> PROMPT: Lines after the one containing "bus and camera" are to be omitted; print exactly each line from the start of the records up to and including it.

> INPUT DATA:
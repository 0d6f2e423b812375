//! Server-side endpoint for one attached camera.
//!
//! Owns the per-device topic tree rooted at the device's topic root:
//! announcements and errors go out on `/notification`, requests come in on
//! `/control`, frames fan out to `/<stream>` and per-frame records to
//! `/metadata`. All control handling, stream transitions and frame
//! publishing are serialized on the device's own dispatcher; bus and camera
//! callbacks only hand work off to it.
//!
//! Announcement replay works like the broadcast topic: a listener on the
//! notification writer arms a flag whenever a new reader matches, and the
//! dispatcher re-emits the device header plus stream headers so late-joining
//! clients can complete their handshake.

use super::extrinsics::ExtrinsicsEntry;
use super::info::DeviceInfo;
use super::messages::{DeviceMessage, FLEXIBLE_TYPE, FrameMetadata, MetadataHeader};
use super::stream::Stream;
use crate::bridge::{ProfileBinding, StreamBridge};
use crate::bus::{Guid, Participant, Qos, Reader, ReaderListener, Writer, WriterListener};
use crate::camera::{Camera, Frame, FrameCallback};
use crate::dispatcher::Dispatcher;
use crate::error::{Error, Result};
use crossbeam_queue::ArrayQueue;
use parking_lot::Mutex;
use std::collections::{BTreeMap, HashMap};
use std::sync::atomic::{AtomicBool, Ordering};
use std::sync::{Arc, OnceLock, Weak};

/// Registered type of per-stream frame topics.
const FRAME_TYPE: &str = "frame";

#[derive(Debug, Clone)]
pub struct ServerOptions {
    /// Publish per-frame metadata records (requires camera support).
    pub metadata: bool,
    /// Bound on the device dispatcher queue and the frame hand-off queue.
    pub queue_depth: usize,
}

impl Default for ServerOptions {
    fn default() -> Self {
        Self {
            metadata: true,
            queue_depth: 64,
        }
    }
}

struct ServerShared {
    participant: Participant,
    info: DeviceInfo,
    camera: Arc<dyn Camera>,
    dispatcher: Dispatcher,
    streams: BTreeMap<String, Stream>,
    extrinsics: Vec<ExtrinsicsEntry>,
    bridge: Mutex<StreamBridge>,
    notification_writer: OnceLock<Writer>,
    metadata_writer: OnceLock<Writer>,
    control_reader: Mutex<Option<Reader>>,
    frame_writers: Mutex<HashMap<String, Writer>>,
    /// SDK threads push here; the dispatcher drains.
    frame_queue: ArrayQueue<Frame>,
    pump_scheduled: AtomicBool,
    needs_announce: AtomicBool,
    metadata_enabled: bool,
    running: AtomicBool,
}

/// Notification-writer listener: flags the announcement replay for every new
/// reader. Runs on bus threads, so it does no bus I/O itself.
struct NotificationListener {
    shared: Weak<ServerShared>,
}

impl WriterListener for NotificationListener {
    fn on_subscription_matched(&self, delta: i32, reader: Guid) {
        if delta <= 0 {
            return;
        }
        log::debug!("notification reader {} discovered", reader);
        let Some(shared) = self.shared.upgrade() else {
            return;
        };
        shared.needs_announce.store(true, Ordering::Relaxed);
        invoke_guarded(&shared, "announcement", |s| announce(s));
    }
}

/// Control-reader listener: hands the drain to the dispatcher.
struct ControlListener {
    shared: Weak<ServerShared>,
}

impl ReaderListener for ControlListener {
    fn on_data_available(&self) {
        let Some(shared) = self.shared.upgrade() else {
            return;
        };
        invoke_guarded(&shared, "control handling", |s| handle_control(s));
    }
}

/// Run `task` on the device dispatcher with a failure sink: a panic is
/// logged and surfaced as an `error` notification instead of silently
/// dropping the client's request.
fn invoke_guarded<F>(shared: &Arc<ServerShared>, label: &'static str, task: F)
where
    F: FnOnce(&Arc<ServerShared>) + Send + 'static,
{
    let guarded = Arc::clone(shared);
    shared.dispatcher.invoke(move |_| {
        let result = std::panic::catch_unwind(std::panic::AssertUnwindSafe(|| task(&guarded)));
        if result.is_err() {
            publish_error(&guarded, &format!("internal failure in {}", label));
        }
    });
}

/// One attached device, served over the bus.
pub struct DeviceServer {
    shared: Arc<ServerShared>,
}

impl DeviceServer {
    /// Build the supported-streams list from the camera and prepare the
    /// bridge. Topics are not created until [`run`](Self::run).
    pub fn new(
        participant: &Participant,
        camera: Arc<dyn Camera>,
        options: ServerOptions,
    ) -> Result<Self> {
        let info = DeviceInfo::new(
            &camera.name(),
            &camera.serial(),
            &camera.product_line(),
            camera.locked(),
        );
        let streams = build_streams(camera.as_ref())?;
        let extrinsics = build_extrinsics(camera.as_ref(), &streams);

        let mut bridge = StreamBridge::new();
        let stream_list: Vec<Stream> = streams.values().cloned().collect();
        bridge.init(&stream_list);

        let metadata_enabled = options.metadata && camera.supports_metadata();
        log::info!(
            "device server for '{}' created with {} streams (metadata {})",
            info.serial,
            streams.len(),
            if metadata_enabled { "on" } else { "off" }
        );

        Ok(Self {
            shared: Arc::new(ServerShared {
                participant: participant.clone(),
                dispatcher: Dispatcher::new(&format!("device-{}", info.serial), options.queue_depth),
                info,
                camera,
                streams,
                extrinsics,
                bridge: Mutex::new(bridge),
                notification_writer: OnceLock::new(),
                metadata_writer: OnceLock::new(),
                control_reader: Mutex::new(None),
                frame_writers: Mutex::new(HashMap::new()),
                frame_queue: ArrayQueue::new(options.queue_depth.max(1)),
                pump_scheduled: AtomicBool::new(false),
                needs_announce: AtomicBool::new(false),
                metadata_enabled,
                running: AtomicBool::new(false),
            }),
        })
    }

    pub fn info(&self) -> &DeviceInfo {
        &self.shared.info
    }

    pub fn topic_root(&self) -> &str {
        &self.shared.info.topic_root
    }

    /// Create the per-device topics, install the bridge callbacks and emit
    /// the discovery announcement.
    pub fn run(&self) -> Result<()> {
        if self.shared.running.swap(true, Ordering::Relaxed) {
            return Err(Error::Conflict(format!(
                "device server '{}' is already running",
                self.shared.info.serial
            )));
        }

        self.install_bridge_callbacks();

        let root = &self.shared.info.topic_root;
        let publisher = self.shared.participant.create_publisher();

        let notification_topic = self
            .shared
            .participant
            .create_topic(&format!("{}/notification", root), FLEXIBLE_TYPE)?;
        let listener = Arc::new(NotificationListener {
            shared: Arc::downgrade(&self.shared),
        });
        let writer = publisher.create_writer(
            &notification_topic,
            Qos::reliable().keep_last(10),
            Some(listener),
        )?;
        let _ = self.shared.notification_writer.set(writer);

        if self.shared.metadata_enabled {
            let metadata_topic = self
                .shared
                .participant
                .create_topic(&format!("{}/metadata", root), FLEXIBLE_TYPE)?;
            let writer =
                publisher.create_writer(&metadata_topic, Qos::reliable().keep_last(10), None)?;
            let _ = self.shared.metadata_writer.set(writer);
        }

        self.shared.dispatcher.start();
        self.shared.needs_announce.store(true, Ordering::Relaxed);
        invoke_guarded(&self.shared, "announcement", |s| announce(s));

        let control_topic = self
            .shared
            .participant
            .create_topic(&format!("{}/control", root), FLEXIBLE_TYPE)?;
        let reader = self.shared.participant.create_subscriber().create_reader(
            &control_topic,
            Qos::reliable().keep_last(10),
            Some(Arc::new(ControlListener {
                shared: Arc::downgrade(&self.shared),
            })),
        )?;
        *self.shared.control_reader.lock() = Some(reader);

        log::info!("device '{}' serving on '{}'", self.shared.info.serial, root);
        Ok(())
    }

    /// Tear down in listener-first order: the control reader goes away, the
    /// dispatcher drains, then the sensors are stopped.
    pub fn stop(&self) {
        if !self.shared.running.swap(false, Ordering::Relaxed) {
            return;
        }
        *self.shared.control_reader.lock() = None;
        self.shared.dispatcher.stop();
        // The dispatcher is stopped, so bridge state is ours now.
        let mut bridge = self.shared.bridge.lock();
        bridge.reset();
        bridge.commit();
        drop(bridge);
        self.shared.frame_writers.lock().clear();
        log::info!("device server '{}' stopped", self.shared.info.serial);
    }

    fn install_bridge_callbacks(&self) {
        let mut bridge = self.shared.bridge.lock();

        let weak = Arc::downgrade(&self.shared);
        bridge.on_start_sensor(move |sensor, profiles| start_sensor(&weak, sensor, profiles));

        let weak = Arc::downgrade(&self.shared);
        bridge.on_stop_sensor(move |sensor| {
            let shared = weak
                .upgrade()
                .ok_or_else(|| Error::Internal("device server is gone".to_string()))?;
            shared.camera.stop(sensor)?;
            shared.camera.close(sensor)?;
            log::info!("sensor '{}' stopped", sensor);
            Ok(())
        });

        let weak = Arc::downgrade(&self.shared);
        bridge.on_error(move |message| {
            if let Some(shared) = weak.upgrade() {
                publish_error(&shared, message);
            }
        });
    }
}
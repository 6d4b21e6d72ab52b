use crate::core::format::OutputFormat;
use crate::core::report::Analyzer;
use crate::core::storage::StorageService;
use crate::core::transcript::{self, TranscriptSource};
use crate::core::video_id::{VideoId, canonical_url, extract_video_id};
use crate::error::Result;
use std::path::PathBuf;

/// One summarization request.
#[derive(Debug, Clone)]
pub struct Job {
    pub url: String,
    pub format: OutputFormat,
    pub language: String,
    pub output_dir: PathBuf,
}

#[derive(Debug)]
pub struct Outcome {
    pub video_id: VideoId,
    pub path: PathBuf,
    pub rendered: String,
}

/// Extract id, fetch transcript, request analysis, render, write. Nothing
/// touches the output directory until every earlier step has succeeded.
pub async fn run<S, A>(job: &Job, source: &S, analyzer: &A) -> Result<Outcome>
where
    S: TranscriptSource,
    A: Analyzer,
{
    let video_id = extract_video_id(&job.url)?;
    tracing::info!(video_id = %video_id, "processing video");

    let transcript = transcript::fetch_transcript(source, video_id.as_str(), &job.language).await?;
    tracing::info!(
        language = %transcript.language_code,
        fallback_from = ?transcript.fallback_from,
        chars = transcript.text.len(),
        "transcript ready"
    );

    let video_url = canonical_url(&job.url, &video_id);
    let analysis = analyzer.analyze(&transcript.text, &video_url).await?;

    let rendered = job.format.render(&analysis)?;
    let path =
        StorageService::save_analysis(&job.output_dir, &video_id, job.format, &rendered).await?;

    Ok(Outcome {
        video_id,
        path,
        rendered,
    })
}
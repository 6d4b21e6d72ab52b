use crate::error::{Error, Result};
use yt_transcript_rs::api::YouTubeTranscriptApi;
use yt_transcript_rs::errors::{CouldNotRetrieveTranscript, CouldNotRetrieveTranscriptReason};

/// Language tried after the requested one.
pub const FALLBACK_LANGUAGE: &str = "en";

/// One timed caption unit. Only the text reaches the model.
#[derive(Debug, Clone, PartialEq)]
pub struct TranscriptFragment {
    pub text: String,
    pub start: f64,
    pub duration: f64,
}

#[derive(Debug, Clone, PartialEq)]
pub struct Transcript {
    pub language_code: String,
    /// Set when the requested language was unavailable.
    pub fallback_from: Option<String>,
    pub text: String,
}

/// Where caption data comes from.
#[allow(async_fn_in_trait)]
pub trait TranscriptSource {
    async fn available_languages(&self, video_id: &str) -> Result<Vec<String>>;

    async fn fetch_fragments(
        &self,
        video_id: &str,
        language: &str,
    ) -> Result<Vec<TranscriptFragment>>;
}

#[derive(Clone)]
pub struct TranscriptService {
    api: YouTubeTranscriptApi,
}

impl TranscriptService {
    pub fn new() -> Result<Self> {
        let api = YouTubeTranscriptApi::new(None, None, None)
            .map_err(|e| Error::custom(format!("Failed to set up transcript client: {e}")))?;
        Ok(Self { api })
    }
}

impl TranscriptSource for TranscriptService {
    async fn available_languages(&self, video_id: &str) -> Result<Vec<String>> {
        let listing = self.api.list_transcripts(video_id).await.map(|list| {
            list.transcripts()
                .map(|transcript| transcript.language_code.clone())
                .collect()
        });
        languages_from_listing(listing)
    }

    async fn fetch_fragments(
        &self,
        video_id: &str,
        language: &str,
    ) -> Result<Vec<TranscriptFragment>> {
        match self.api.fetch_transcript(video_id, &[language], false).await {
            Ok(transcript) => Ok(transcript
                .snippets
                .into_iter()
                .map(|snippet| TranscriptFragment {
                    text: snippet.text,
                    start: snippet.start,
                    duration: snippet.duration,
                })
                .collect()),
            Err(e) => Err(Error::custom(format!("Failed to fetch transcript: {e}"))),
        }
    }
}

/// A video without captions lists no languages rather than failing, so the
/// caller reports it as `NoTranscriptAvailable`. Other failures pass through.
fn languages_from_listing(
    listing: std::result::Result<Vec<String>, CouldNotRetrieveTranscript>,
) -> Result<Vec<String>> {
    match listing {
        Ok(mut languages) => {
            languages.sort();
            languages.dedup();
            Ok(languages)
        }
        Err(e) => match &e.reason {
            Some(CouldNotRetrieveTranscriptReason::TranscriptsDisabled)
            | Some(CouldNotRetrieveTranscriptReason::NoTranscriptFound { .. }) => {
                tracing::debug!(video_id = %e.video_id, "video has no transcripts");
                Ok(Vec::new())
            }
            _ => Err(Error::custom(format!("Failed to list transcripts: {e}"))),
        },
    }
}

/// Ordered languages to try, lowercased: the requested one, then the fallback.
pub fn language_candidates(requested: &str) -> Vec<String> {
    let requested = requested.trim().to_ascii_lowercase();
    let mut candidates = Vec::with_capacity(2);
    if !requested.is_empty() {
        candidates.push(requested);
    }
    if !candidates.iter().any(|c| c == FALLBACK_LANGUAGE) {
        candidates.push(FALLBACK_LANGUAGE.to_string());
    }
    candidates
}

/// The available code matching the first candidate that has one. The
/// returned code is spelled as the source lists it.
pub fn select_language<'a>(candidates: &[String], available: &'a [String]) -> Option<&'a str> {
    candidates.iter().find_map(|candidate| {
        available
            .iter()
            .find(|a| a.eq_ignore_ascii_case(candidate))
            .map(String::as_str)
    })
}

/// Fragment texts in temporal order, joined by single spaces.
pub fn join_fragments(fragments: &[TranscriptFragment]) -> String {
    fragments
        .iter()
        .map(|fragment| fragment.text.as_str())
        .collect::<Vec<_>>()
        .join(" ")
}

pub async fn fetch_transcript<S: TranscriptSource>(
    source: &S,
    video_id: &str,
    requested: &str,
) -> Result<Transcript> {
    let candidates = language_candidates(requested);
    let available = source.available_languages(video_id).await?;
    tracing::debug!(video_id, ?available, "transcript languages listed");

    let Some(language) = select_language(&candidates, &available) else {
        return Err(Error::no_transcript(video_id, &candidates, &available));
    };

    let fallback_from = candidates
        .first()
        .filter(|first| !first.eq_ignore_ascii_case(language))
        .map(|_| requested.trim().to_string());
    if let Some(from) = &fallback_from {
        tracing::warn!(
            video_id,
            requested = %from,
            using = language,
            "requested transcript language unavailable, falling back"
        );
    }

    let fragments = source.fetch_fragments(video_id, language).await?;
    let seconds = fragments
        .last()
        .map_or(0.0, |last| last.start + last.duration);
    tracing::info!(
        video_id,
        language,
        fragments = fragments.len(),
        seconds,
        "transcript fetched"
    );

    Ok(Transcript {
        language_code: language.to_string(),
        fallback_from,
        text: join_fragments(&fragments),
    })
}
use crate::error::{Error, Result};
use derive_more::Display;
use regex::Regex;
use std::sync::LazyLock;

static VIDEO_URL_REGEX: LazyLock<Regex> = LazyLock::new(|| {
    Regex::new(
        r"(?:youtube\.com/watch\?(?:[^#\s]*&)?v=|youtu\.be/|youtube\.com/(?:shorts|embed|live)/)([A-Za-z0-9_-]{11})",
    )
    .expect("video URL pattern is valid")
});

static BARE_ID_REGEX: LazyLock<Regex> =
    LazyLock::new(|| Regex::new(r"^[A-Za-z0-9_-]{11}$").expect("video id pattern is valid"));

/// An identifier that matched one of the URL patterns: exactly 11 characters
/// from `[A-Za-z0-9_-]`, so it is safe to use as a file name.
#[derive(Debug, Clone, PartialEq, Eq, Display)]
#[display("{_0}")]
pub struct VideoId(String);

impl VideoId {
    pub fn as_str(&self) -> &str {
        &self.0
    }
}

impl PartialEq<&str> for VideoId {
    fn eq(&self, other: &&str) -> bool {
        self.0 == *other
    }
}

/// Strips stray quote characters a shell or copy-paste may leave around a URL.
pub fn strip_quotes(raw: &str) -> &str {
    raw.trim().trim_matches(|c| c == '"' || c == '\'')
}

/// Extracts the 11-character video identifier from a watch URL, a short link,
/// a shorts/embed/live path, or a bare identifier.
pub fn extract_video_id(url: &str) -> Result<VideoId> {
    let url = url.trim();

    if BARE_ID_REGEX.is_match(url) {
        return Ok(VideoId(url.to_string()));
    }

    VIDEO_URL_REGEX
        .captures(url)
        .and_then(|caps| caps.get(1))
        .map(|m| VideoId(m.as_str().to_string()))
        .ok_or_else(|| Error::invalid_input(format!("no video identifier found in '{url}'")))
}

/// The URL handed to the model: the original one, or the canonical watch URL
/// when only an identifier was supplied.
pub fn canonical_url(input: &str, video_id: &VideoId) -> String {
    if input.trim() == video_id.as_str() {
        format!("https://www.youtube.com/watch?v={video_id}")
    } else {
        input.trim().to_string()
    }
}
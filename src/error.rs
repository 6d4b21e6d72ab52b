use derive_more::{Display, From};

pub type Result<T> = std::result::Result<T, Error>;

#[derive(Debug, Display, From)]
pub enum Error {
    #[display("Invalid input: {_0}")]
    InvalidInput(String),

    #[display(
        "No transcript available for video {video_id} in [{requested}]; available languages: [{available}]"
    )]
    NoTranscriptAvailable {
        video_id: String,
        requested: String,
        available: String,
    },

    #[display("Analysis request failed: {_0}")]
    AnalysisRequestFailed(String),

    #[display("Configuration error: {_0}")]
    ConfigurationError(String),

    #[display("I/O error: {_0}")]
    #[from]
    Io(std::io::Error),

    #[display("{_0}")]
    #[from(String, &String, &str)]
    Custom(String),
}

impl Error {
    pub fn custom(val: impl std::fmt::Display) -> Self {
        Self::Custom(val.to_string())
    }

    pub fn invalid_input(val: impl std::fmt::Display) -> Self {
        Self::InvalidInput(val.to_string())
    }

    pub fn analysis(val: impl std::fmt::Display) -> Self {
        Self::AnalysisRequestFailed(val.to_string())
    }

    pub fn configuration(val: impl std::fmt::Display) -> Self {
        Self::ConfigurationError(val.to_string())
    }

    pub fn no_transcript(video_id: &str, requested: &[String], available: &[String]) -> Self {
        let available = if available.is_empty() {
            "none".to_string()
        } else {
            available.join(", ")
        };
        Self::NoTranscriptAvailable {
            video_id: video_id.to_string(),
            requested: requested.join(", "),
            available,
        }
    }

    /// Every handled failure maps to the same non-zero status.
    pub fn exit_code(&self) -> u8 {
        1
    }
}

impl std::error::Error for Error {}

> SOLUTION TO THIS EXERCISE:
repository 0d6f2e423b812375
//! Server-side endpoint for one attached camera.
//!
//! Owns the per-device topic tree rooted at the device's topic root:
//! announcements and errors go out on `/notification`, requests come in on
//! `/control`, frames fan out to `/<stream>` and per-frame records to
//! `/metadata`. All control handling, stream transitions and frame
//! publishing are serialized on the device's own dispatcher; bus and camera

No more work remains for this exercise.